The bill is sponsored by Sen. Diane Feinstein and Sen. Richard Burr and says that while communications providers have a responsibility to protect their users’ data with “appropriate data security”, they are not above the law and must “comply with all legal requirements and court orders.” The bill, which reads like a direct response to the Apple-FBI conflict, includes language that would make it necessary for communications providers and software vendors to have the ability to give plaintext data to law enforcement.
“To uphold both the rule of law and protect the interest and security of the United States, all persons receiving an authorized judicial order for information or data must provide, in a timely manner, responsive, intelligible information or data, or appropriate technical assistance to to obtain such information or data,” the bill says.
The discussion in Washington and technical circles on the use of encryption and what rights law enforcement has to pressure vendors and providers to turn over encrypted data has shown no signs of abating in the wake of the resolution of the Apple case. Security experts say that the language in the Feinstein-Burr bill will only add fuel to the fire.
“It’s not hard to see why the White House declined to endorse Feinstein-Burr. They took a complex issue, arrived at the most naive solution,” cryptographer Matthew Green of Johns Hopkins University said on Twitter.
“You don’t need to be a computer scientist or lawyer to see the most likely outcome of that law. Most firms will just avoid using encryption.”
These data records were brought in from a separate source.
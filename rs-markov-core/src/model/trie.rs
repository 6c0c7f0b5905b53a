use std::collections::HashMap;
use std::fmt;

/// Index of a node inside a [`Trie`] arena.
pub type NodeId = usize;

/// Id of the root node, always present.
pub const ROOT: NodeId = 0;

/// Represents a vertex of the model tree.
///
/// A `Node` corresponds to one root-to-node token path and stores how many
/// times that exact path was observed while training.
///
/// ## Invariants
/// - The root has an empty token and no parent
/// - Every other node is owned by exactly one parent, through `children`
/// - `parent` is a lookup link only, used to rebuild paths upward
#[derive(Clone, Debug)]
pub struct Node {
	/// Token represented by this node (empty for the root).
	token: String,
	/// Number of observations of the path ending here.
	count: usize,
	/// Children indexed by their token.
	children: HashMap<String, NodeId>,
	/// Parent id (`None` for the root).
	parent: Option<NodeId>,
	/// Created only from wrap-around padding, never offered as a continuation.
	hidden: bool,
}

impl Node {
	fn new(token: &str, parent: Option<NodeId>) -> Self {
		Self {
			token: token.to_owned(),
			count: 0,
			children: HashMap::new(),
			parent,
			hidden: false,
		}
	}

	pub fn token(&self) -> &str {
		&self.token
	}

	pub fn count(&self) -> usize {
		self.count
	}

	pub fn parent(&self) -> Option<NodeId> {
		self.parent
	}

	pub fn is_hidden(&self) -> bool {
		self.hidden
	}

	pub fn is_root(&self) -> bool {
		self.parent.is_none()
	}
}

/// Arena-backed prefix tree of observed token windows.
///
/// Nodes are never removed, so a `NodeId` stays valid for the lifetime of
/// the trie.
#[derive(Clone, Debug)]
pub struct Trie {
	nodes: Vec<Node>,
}

impl Default for Trie {
	fn default() -> Self {
		Self::new()
	}
}

impl Trie {
	/// Creates a trie holding only the root.
	pub fn new() -> Self {
		Self { nodes: vec![Node::new("", None)] }
	}

	pub fn node(&self, id: NodeId) -> &Node {
		&self.nodes[id]
	}

	pub fn token(&self, id: NodeId) -> &str {
		&self.nodes[id].token
	}

	/// Number of nodes, root included.
	pub fn len(&self) -> usize {
		self.nodes.len()
	}

	pub fn is_empty(&self) -> bool {
		self.nodes[ROOT].children.is_empty()
	}

	/// Returns the child of `parent` for `token`, if any.
	pub fn child(&self, parent: NodeId, token: &str) -> Option<NodeId> {
		self.nodes[parent].children.get(token).copied()
	}

	/// Records an occurrence of `token` below `parent`.
	///
	/// - If the child already exists, its count is increased
	/// - Otherwise, a new child is created with a count of 1
	///
	/// A node reached through a real (non padded) window becomes visible, a
	/// node created by padding starts hidden.
	pub fn add_child(&mut self, parent: NodeId, token: &str, hidden: bool) -> NodeId {
		let id = match self.child(parent, token) {
			Some(id) => {
				if !hidden {
					self.nodes[id].hidden = false;
				}
				id
			}
			None => {
				let id = self.nodes.len();
				let mut node = Node::new(token, Some(parent));
				node.hidden = hidden;
				self.nodes.push(node);
				self.nodes[parent].children.insert(token.to_owned(), id);
				id
			}
		};
		self.nodes[id].count += 1;
		id
	}

	/// Overrides the count of a node (used when rebuilding a stored trie).
	pub(crate) fn set_count(&mut self, id: NodeId, count: usize) {
		self.nodes[id].count = count;
	}

	/// Children of a node sorted by token, hidden ones included.
	pub fn children(&self, id: NodeId) -> Vec<NodeId> {
		let mut children: Vec<NodeId> = self.nodes[id].children.values().copied().collect();
		children.sort_by(|a, b| self.nodes[*a].token.cmp(&self.nodes[*b].token));
		children
	}

	/// Children of a node that can be offered as continuations.
	pub fn visible_children(&self, id: NodeId) -> Vec<NodeId> {
		let mut children = self.children(id);
		children.retain(|child| !self.nodes[*child].hidden);
		children
	}

	/// Sum of the counts of the visible children of a node.
	pub fn child_count(&self, id: NodeId) -> usize {
		self.nodes[id]
			.children
			.values()
			.map(|child| &self.nodes[*child])
			.filter(|child| !child.hidden)
			.map(|child| child.count)
			.sum()
	}

	/// Follows `path` from the root, token by token.
	///
	/// Returns `None` as soon as a token is missing. An empty path resolves
	/// to the root.
	pub fn path_to<S: AsRef<str>>(&self, path: &[S]) -> Option<NodeId> {
		let mut node = ROOT;
		for token in path {
			node = self.child(node, token.as_ref())?;
		}
		Some(node)
	}

	/// Rebuilds the token path from the root down to `id`.
	pub fn path_of(&self, id: NodeId) -> Vec<&str> {
		let mut path = Vec::new();
		let mut current = id;
		while let Some(parent) = self.nodes[current].parent {
			path.push(self.nodes[current].token.as_str());
			current = parent;
		}
		path.reverse();
		path
	}

	/// Depth of a node (the root is at depth 0).
	pub fn depth(&self, id: NodeId) -> usize {
		let mut depth = 0;
		let mut current = id;
		while let Some(parent) = self.nodes[current].parent {
			depth += 1;
			current = parent;
		}
		depth
	}

	fn fmt_node(&self, f: &mut fmt::Formatter<'_>, id: NodeId, indent: usize) -> fmt::Result {
		let total = self.child_count(id);
		for child in self.children(id) {
			let node = &self.nodes[child];
			let probability = if total > 0 && !node.hidden {
				node.count as f64 / total as f64
			} else {
				0.0
			};
			writeln!(
				f,
				"{}'{}'{} [{},p={:.3}]",
				"  ".repeat(indent),
				node.token,
				if node.hidden { "*" } else { "" },
				node.count,
				probability
			)?;
			self.fmt_node(f, child, indent + 1)?;
		}
		Ok(())
	}
}

impl fmt::Display for Trie {
	/// Indented dump of the tree, hidden nodes flagged with `*`.
	fn fmt(&self, f: &mut fmt::Formatter<'_>) -> fmt::Result {
		writeln!(f, "ROOT")?;
		self.fmt_node(f, ROOT, 1)
	}
}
Handing over plaintext data is much easier and cheaper if it’s never encrypted, to begin with, and that could be the choice facing providers and vendors if such a bill passed. Many of the larger Internet companies have spent the last few years encrypting many of their core services. Google, Yahoo, and other providers have made encrypted email and Web traffic the standard, while Apple and Google have moved to encrypt their mobile phones, as well.
The draft bill doesn’t propose and specific penalties for companies that don’t comply, and it also says that the bill shouldn’t be read as preventing companies from using specific technologies.
“Nothing in this Act may be construed to authorize any government officer to require or prohibit any specific design or operating system to be adopted by any covered entity,” the bill, known as the “Compliance with Court Orders Act of 2016”, says.